* Data to examine *
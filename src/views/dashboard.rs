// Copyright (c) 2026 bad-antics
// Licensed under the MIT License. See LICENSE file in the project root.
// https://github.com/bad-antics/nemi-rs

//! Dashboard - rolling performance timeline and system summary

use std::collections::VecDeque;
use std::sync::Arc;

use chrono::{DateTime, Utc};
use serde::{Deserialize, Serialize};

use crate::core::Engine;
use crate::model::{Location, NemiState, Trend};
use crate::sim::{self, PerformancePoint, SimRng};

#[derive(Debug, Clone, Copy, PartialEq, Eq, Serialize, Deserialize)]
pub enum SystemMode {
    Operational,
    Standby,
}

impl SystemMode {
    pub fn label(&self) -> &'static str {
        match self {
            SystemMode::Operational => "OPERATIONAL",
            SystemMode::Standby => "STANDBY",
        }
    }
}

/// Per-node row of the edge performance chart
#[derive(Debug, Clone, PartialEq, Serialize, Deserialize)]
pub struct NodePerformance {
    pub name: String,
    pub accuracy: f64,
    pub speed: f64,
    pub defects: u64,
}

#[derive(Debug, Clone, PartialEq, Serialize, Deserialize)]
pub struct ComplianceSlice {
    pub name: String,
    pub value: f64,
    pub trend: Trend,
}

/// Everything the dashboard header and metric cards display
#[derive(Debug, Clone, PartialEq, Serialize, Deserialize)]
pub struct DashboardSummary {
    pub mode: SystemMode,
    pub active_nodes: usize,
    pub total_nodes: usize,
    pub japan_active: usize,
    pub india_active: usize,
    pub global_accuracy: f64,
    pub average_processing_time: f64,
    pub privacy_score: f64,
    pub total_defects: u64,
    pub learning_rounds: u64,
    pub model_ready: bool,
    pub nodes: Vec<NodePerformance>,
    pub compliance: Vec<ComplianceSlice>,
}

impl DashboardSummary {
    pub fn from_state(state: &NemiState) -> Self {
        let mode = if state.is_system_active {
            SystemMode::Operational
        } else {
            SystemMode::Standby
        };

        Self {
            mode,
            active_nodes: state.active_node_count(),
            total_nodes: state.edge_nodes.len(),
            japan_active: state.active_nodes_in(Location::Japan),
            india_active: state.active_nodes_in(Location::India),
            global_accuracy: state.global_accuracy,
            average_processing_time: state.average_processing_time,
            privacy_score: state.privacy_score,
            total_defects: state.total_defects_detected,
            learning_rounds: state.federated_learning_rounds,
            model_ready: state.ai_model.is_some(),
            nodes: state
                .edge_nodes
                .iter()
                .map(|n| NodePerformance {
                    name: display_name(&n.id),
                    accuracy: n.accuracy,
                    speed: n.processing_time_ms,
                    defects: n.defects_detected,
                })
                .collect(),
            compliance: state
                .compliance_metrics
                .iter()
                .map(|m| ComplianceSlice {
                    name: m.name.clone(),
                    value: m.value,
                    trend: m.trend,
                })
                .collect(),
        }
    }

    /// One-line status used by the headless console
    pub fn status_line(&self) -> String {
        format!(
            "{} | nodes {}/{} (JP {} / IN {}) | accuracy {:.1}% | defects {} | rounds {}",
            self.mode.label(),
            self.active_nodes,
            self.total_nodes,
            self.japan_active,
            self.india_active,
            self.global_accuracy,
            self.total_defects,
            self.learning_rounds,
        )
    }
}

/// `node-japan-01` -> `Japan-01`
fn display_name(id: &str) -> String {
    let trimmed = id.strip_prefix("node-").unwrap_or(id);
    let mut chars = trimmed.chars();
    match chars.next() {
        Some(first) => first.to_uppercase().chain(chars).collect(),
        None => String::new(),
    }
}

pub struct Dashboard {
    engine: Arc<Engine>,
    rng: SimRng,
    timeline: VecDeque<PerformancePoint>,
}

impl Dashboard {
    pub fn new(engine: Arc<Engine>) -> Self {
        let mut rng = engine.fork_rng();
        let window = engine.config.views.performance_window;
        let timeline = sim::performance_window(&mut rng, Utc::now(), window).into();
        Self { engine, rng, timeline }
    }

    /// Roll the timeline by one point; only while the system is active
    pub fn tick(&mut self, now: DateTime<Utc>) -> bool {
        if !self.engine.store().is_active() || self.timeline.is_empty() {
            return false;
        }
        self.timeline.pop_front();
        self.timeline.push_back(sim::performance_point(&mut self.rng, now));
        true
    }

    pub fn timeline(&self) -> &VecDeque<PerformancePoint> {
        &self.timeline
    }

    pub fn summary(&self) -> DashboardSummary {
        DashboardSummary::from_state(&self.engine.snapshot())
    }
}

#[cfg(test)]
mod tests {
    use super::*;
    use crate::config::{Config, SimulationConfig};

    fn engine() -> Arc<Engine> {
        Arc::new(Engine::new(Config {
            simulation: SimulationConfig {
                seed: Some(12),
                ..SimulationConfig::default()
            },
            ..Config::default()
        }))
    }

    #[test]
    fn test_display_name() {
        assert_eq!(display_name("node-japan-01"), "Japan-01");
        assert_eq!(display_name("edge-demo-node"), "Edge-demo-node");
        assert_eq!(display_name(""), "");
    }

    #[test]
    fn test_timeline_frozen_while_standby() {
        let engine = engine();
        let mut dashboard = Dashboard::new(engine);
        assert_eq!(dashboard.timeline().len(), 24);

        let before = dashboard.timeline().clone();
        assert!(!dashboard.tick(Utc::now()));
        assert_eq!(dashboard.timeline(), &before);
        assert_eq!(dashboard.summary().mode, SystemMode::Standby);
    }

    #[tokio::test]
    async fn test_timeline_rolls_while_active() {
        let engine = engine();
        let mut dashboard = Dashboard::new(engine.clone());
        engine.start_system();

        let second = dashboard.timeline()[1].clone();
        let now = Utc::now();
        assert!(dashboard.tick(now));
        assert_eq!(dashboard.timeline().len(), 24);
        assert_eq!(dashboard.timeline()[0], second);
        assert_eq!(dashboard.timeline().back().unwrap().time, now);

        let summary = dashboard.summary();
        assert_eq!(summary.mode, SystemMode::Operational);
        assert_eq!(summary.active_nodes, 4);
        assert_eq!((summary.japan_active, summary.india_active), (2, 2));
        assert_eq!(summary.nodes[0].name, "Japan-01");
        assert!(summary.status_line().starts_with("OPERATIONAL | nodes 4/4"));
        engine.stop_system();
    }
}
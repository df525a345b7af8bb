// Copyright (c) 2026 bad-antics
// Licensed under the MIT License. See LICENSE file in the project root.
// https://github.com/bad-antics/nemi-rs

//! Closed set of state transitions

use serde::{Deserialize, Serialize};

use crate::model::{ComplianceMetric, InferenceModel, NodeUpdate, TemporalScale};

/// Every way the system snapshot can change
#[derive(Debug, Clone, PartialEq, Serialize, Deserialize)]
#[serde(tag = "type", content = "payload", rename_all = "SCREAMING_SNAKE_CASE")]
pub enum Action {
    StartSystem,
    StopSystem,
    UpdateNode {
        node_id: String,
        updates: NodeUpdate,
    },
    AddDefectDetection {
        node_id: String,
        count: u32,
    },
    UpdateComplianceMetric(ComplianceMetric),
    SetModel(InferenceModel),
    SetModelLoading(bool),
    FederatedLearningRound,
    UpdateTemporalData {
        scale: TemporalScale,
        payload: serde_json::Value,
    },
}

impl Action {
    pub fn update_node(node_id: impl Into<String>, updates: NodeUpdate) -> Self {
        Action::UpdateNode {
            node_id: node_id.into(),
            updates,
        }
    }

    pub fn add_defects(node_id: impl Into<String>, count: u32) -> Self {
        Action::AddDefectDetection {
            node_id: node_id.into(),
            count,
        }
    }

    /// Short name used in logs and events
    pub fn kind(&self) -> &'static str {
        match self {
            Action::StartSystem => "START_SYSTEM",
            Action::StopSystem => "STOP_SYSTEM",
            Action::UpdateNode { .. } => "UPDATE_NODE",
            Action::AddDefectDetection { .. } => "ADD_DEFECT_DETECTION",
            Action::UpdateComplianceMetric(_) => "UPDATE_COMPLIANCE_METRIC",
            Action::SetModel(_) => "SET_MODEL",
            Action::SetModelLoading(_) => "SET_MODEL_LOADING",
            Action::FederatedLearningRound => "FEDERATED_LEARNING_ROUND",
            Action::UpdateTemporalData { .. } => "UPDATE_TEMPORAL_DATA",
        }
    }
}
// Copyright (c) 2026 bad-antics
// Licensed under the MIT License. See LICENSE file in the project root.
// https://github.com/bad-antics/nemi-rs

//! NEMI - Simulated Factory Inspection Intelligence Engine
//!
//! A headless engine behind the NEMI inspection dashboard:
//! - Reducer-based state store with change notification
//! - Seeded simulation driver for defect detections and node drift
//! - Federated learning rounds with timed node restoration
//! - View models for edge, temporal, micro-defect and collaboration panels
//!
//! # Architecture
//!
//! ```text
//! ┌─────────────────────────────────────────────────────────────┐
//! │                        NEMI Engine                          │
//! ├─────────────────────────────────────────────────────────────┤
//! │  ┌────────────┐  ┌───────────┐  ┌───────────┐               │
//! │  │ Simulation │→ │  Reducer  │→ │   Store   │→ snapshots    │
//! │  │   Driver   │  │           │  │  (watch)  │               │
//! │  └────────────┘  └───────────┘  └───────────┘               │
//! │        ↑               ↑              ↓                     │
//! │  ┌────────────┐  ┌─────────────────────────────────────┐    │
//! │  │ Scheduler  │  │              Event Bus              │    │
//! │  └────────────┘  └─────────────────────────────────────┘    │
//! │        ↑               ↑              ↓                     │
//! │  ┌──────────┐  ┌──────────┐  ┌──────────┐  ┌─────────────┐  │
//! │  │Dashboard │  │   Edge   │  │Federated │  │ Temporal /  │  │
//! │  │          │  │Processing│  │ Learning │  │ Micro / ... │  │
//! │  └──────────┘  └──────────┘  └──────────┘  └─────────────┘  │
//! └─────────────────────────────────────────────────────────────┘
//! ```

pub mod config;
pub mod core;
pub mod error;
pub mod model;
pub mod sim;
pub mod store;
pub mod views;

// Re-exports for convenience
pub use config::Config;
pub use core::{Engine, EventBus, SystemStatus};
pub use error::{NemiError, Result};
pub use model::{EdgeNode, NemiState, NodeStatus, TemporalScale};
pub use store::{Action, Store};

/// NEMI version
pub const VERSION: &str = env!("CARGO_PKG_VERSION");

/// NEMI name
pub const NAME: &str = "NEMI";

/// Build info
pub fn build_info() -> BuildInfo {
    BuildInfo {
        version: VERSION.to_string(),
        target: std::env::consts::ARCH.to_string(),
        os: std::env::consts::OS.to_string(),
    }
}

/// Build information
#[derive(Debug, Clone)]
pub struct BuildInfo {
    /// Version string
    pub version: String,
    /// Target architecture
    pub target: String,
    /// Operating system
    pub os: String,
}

* Problem to work on *
Can you write out the lines above, from the first one through the one containing "use std::sync::Arc;", exactly as they appear and nothing more?

* Exercise response *
filename src/views/dashboard.rs
// Copyright (c) 2026 bad-antics
// Licensed under the MIT License. See LICENSE file in the project root.
// https://github.com/bad-antics/nemi-rs

//! Dashboard - rolling performance timeline and system summary

use std::collections::VecDeque;
use std::sync::Arc;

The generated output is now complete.